The input START

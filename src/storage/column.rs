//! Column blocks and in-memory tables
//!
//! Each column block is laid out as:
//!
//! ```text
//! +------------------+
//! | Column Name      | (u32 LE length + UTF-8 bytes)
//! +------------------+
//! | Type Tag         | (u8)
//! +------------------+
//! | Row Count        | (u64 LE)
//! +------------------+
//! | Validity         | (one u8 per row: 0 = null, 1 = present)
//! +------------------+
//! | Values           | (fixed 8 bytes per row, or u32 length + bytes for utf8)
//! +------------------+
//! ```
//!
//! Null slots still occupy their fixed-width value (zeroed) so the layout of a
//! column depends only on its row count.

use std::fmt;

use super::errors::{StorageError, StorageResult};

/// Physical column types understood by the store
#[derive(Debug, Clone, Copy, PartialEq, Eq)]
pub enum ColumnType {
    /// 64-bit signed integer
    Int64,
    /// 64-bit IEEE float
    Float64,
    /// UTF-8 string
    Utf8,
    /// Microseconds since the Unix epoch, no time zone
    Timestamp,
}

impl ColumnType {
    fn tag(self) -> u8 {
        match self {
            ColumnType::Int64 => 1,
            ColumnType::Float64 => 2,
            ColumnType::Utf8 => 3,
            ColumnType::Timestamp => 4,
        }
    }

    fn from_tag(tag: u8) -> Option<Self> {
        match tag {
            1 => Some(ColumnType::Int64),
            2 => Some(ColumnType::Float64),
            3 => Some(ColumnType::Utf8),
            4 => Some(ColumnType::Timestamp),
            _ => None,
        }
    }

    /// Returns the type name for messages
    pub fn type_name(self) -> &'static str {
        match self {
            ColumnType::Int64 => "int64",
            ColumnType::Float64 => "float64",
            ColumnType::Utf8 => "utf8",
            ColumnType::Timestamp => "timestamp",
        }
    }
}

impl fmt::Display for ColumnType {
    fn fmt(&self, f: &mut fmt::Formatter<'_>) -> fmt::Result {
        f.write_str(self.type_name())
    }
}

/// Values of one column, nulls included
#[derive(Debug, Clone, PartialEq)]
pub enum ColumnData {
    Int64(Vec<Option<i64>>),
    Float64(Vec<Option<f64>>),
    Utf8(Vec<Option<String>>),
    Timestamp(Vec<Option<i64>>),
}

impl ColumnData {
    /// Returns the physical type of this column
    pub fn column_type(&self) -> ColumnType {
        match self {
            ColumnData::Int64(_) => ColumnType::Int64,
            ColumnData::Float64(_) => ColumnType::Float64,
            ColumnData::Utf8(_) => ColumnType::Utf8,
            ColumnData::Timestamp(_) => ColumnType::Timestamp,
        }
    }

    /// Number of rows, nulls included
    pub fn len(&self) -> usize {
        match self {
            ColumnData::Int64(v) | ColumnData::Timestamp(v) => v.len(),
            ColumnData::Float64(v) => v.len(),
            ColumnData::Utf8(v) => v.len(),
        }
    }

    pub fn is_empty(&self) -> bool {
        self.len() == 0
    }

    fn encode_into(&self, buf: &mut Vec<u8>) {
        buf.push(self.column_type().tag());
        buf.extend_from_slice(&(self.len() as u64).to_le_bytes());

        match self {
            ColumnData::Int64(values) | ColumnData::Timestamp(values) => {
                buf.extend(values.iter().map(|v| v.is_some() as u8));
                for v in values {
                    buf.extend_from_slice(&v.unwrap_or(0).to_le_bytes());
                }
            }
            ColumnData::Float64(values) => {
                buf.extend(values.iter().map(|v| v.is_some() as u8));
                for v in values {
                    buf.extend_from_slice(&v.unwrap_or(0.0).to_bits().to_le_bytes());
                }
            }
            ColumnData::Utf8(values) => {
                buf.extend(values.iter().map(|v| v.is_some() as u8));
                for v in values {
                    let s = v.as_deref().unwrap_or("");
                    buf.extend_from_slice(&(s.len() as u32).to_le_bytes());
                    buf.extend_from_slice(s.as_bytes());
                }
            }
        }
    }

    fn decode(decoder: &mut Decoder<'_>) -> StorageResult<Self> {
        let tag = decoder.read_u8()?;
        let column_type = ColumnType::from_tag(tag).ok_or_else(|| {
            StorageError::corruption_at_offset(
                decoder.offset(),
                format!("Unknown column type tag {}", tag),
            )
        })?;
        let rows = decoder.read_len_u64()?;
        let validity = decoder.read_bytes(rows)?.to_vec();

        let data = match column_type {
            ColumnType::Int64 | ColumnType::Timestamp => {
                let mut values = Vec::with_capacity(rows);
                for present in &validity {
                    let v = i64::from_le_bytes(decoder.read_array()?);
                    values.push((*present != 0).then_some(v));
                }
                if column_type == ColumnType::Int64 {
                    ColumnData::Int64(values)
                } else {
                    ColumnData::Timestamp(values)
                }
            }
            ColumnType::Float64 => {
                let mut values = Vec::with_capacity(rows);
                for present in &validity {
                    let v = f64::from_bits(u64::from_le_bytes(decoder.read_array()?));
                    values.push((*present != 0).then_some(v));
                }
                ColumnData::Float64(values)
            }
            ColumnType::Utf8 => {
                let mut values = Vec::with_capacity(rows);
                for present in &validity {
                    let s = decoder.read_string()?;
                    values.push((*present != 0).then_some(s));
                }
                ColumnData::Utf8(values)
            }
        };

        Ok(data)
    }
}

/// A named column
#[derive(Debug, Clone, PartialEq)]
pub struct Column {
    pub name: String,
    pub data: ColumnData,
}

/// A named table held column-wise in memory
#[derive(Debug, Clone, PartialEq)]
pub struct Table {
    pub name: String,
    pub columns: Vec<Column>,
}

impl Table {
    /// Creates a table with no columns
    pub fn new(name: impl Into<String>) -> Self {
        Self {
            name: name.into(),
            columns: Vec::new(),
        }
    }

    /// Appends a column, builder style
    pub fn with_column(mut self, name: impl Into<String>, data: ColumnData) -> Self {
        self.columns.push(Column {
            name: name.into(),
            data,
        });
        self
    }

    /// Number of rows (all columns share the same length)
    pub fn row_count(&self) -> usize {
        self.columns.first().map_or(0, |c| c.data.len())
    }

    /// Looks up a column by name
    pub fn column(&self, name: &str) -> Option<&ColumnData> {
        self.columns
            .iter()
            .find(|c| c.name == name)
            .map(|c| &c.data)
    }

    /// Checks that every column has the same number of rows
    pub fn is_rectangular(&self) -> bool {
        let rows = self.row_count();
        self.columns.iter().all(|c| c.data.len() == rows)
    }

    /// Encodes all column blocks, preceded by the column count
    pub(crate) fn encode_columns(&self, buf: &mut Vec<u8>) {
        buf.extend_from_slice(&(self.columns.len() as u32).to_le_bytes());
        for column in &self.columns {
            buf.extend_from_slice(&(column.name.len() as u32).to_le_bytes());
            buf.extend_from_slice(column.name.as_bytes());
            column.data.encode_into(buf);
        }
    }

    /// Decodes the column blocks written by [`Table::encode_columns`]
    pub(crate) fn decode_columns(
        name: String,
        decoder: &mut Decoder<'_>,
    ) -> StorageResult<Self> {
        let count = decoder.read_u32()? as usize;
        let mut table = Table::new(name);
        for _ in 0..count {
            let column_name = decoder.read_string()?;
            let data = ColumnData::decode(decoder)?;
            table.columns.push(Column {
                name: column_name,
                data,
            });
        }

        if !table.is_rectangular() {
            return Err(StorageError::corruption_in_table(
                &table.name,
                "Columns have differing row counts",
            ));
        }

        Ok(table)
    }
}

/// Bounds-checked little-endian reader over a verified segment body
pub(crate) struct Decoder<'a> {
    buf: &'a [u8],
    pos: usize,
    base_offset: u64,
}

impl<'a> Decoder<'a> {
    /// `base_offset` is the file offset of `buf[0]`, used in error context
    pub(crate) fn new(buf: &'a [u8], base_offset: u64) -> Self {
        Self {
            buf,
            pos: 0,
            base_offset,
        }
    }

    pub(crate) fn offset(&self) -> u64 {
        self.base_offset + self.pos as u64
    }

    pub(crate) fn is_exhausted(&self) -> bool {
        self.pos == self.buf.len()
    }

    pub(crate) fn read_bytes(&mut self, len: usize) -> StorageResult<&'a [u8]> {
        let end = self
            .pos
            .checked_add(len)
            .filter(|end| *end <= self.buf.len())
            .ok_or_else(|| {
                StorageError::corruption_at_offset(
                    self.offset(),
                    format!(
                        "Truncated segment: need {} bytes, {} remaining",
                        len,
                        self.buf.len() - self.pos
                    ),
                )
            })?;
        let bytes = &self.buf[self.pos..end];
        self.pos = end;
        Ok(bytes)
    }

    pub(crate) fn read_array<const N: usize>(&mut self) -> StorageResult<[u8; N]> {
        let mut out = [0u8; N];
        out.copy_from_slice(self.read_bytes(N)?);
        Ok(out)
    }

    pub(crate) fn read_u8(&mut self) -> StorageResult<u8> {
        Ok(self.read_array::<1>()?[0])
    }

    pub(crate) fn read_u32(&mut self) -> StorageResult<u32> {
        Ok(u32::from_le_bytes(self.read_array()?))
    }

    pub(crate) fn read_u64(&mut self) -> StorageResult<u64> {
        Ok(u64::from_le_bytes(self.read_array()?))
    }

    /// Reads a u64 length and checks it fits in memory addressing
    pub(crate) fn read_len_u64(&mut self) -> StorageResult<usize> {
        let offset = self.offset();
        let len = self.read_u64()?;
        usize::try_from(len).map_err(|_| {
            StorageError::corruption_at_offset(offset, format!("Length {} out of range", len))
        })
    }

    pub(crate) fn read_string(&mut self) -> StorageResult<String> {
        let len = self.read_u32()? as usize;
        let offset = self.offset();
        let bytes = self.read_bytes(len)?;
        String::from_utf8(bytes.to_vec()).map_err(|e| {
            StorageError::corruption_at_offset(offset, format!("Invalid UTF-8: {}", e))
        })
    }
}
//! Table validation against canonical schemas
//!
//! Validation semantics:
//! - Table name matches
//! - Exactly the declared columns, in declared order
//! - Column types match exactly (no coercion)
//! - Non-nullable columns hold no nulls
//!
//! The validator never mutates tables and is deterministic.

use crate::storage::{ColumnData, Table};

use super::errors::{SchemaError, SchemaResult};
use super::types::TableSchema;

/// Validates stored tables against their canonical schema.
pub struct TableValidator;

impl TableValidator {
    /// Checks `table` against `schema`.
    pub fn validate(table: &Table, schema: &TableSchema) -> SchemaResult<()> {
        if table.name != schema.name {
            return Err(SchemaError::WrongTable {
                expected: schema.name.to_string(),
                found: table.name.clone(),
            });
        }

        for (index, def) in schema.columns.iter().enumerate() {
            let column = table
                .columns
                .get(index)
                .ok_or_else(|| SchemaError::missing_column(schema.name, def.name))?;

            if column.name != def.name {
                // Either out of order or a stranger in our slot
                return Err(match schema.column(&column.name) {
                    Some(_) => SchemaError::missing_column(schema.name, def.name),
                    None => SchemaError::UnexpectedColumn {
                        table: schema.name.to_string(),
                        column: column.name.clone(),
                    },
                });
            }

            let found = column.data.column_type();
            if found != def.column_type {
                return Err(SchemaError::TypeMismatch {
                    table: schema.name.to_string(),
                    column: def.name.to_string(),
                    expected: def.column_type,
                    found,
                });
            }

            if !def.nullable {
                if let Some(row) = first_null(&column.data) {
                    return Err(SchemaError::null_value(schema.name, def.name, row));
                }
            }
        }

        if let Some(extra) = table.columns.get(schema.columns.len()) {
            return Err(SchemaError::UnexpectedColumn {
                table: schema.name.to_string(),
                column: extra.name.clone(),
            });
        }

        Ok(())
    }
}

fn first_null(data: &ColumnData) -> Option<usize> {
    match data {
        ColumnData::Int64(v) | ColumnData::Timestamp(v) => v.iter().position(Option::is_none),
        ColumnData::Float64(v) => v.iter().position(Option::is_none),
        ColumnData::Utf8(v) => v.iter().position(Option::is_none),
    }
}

The input END

- **Task to carry out**:
Go through the entries and filter for lines holding the word "index"; copy each match.

- **Written answer**:
        for (index, def) in schema.columns.iter().enumerate() {
                .get(index)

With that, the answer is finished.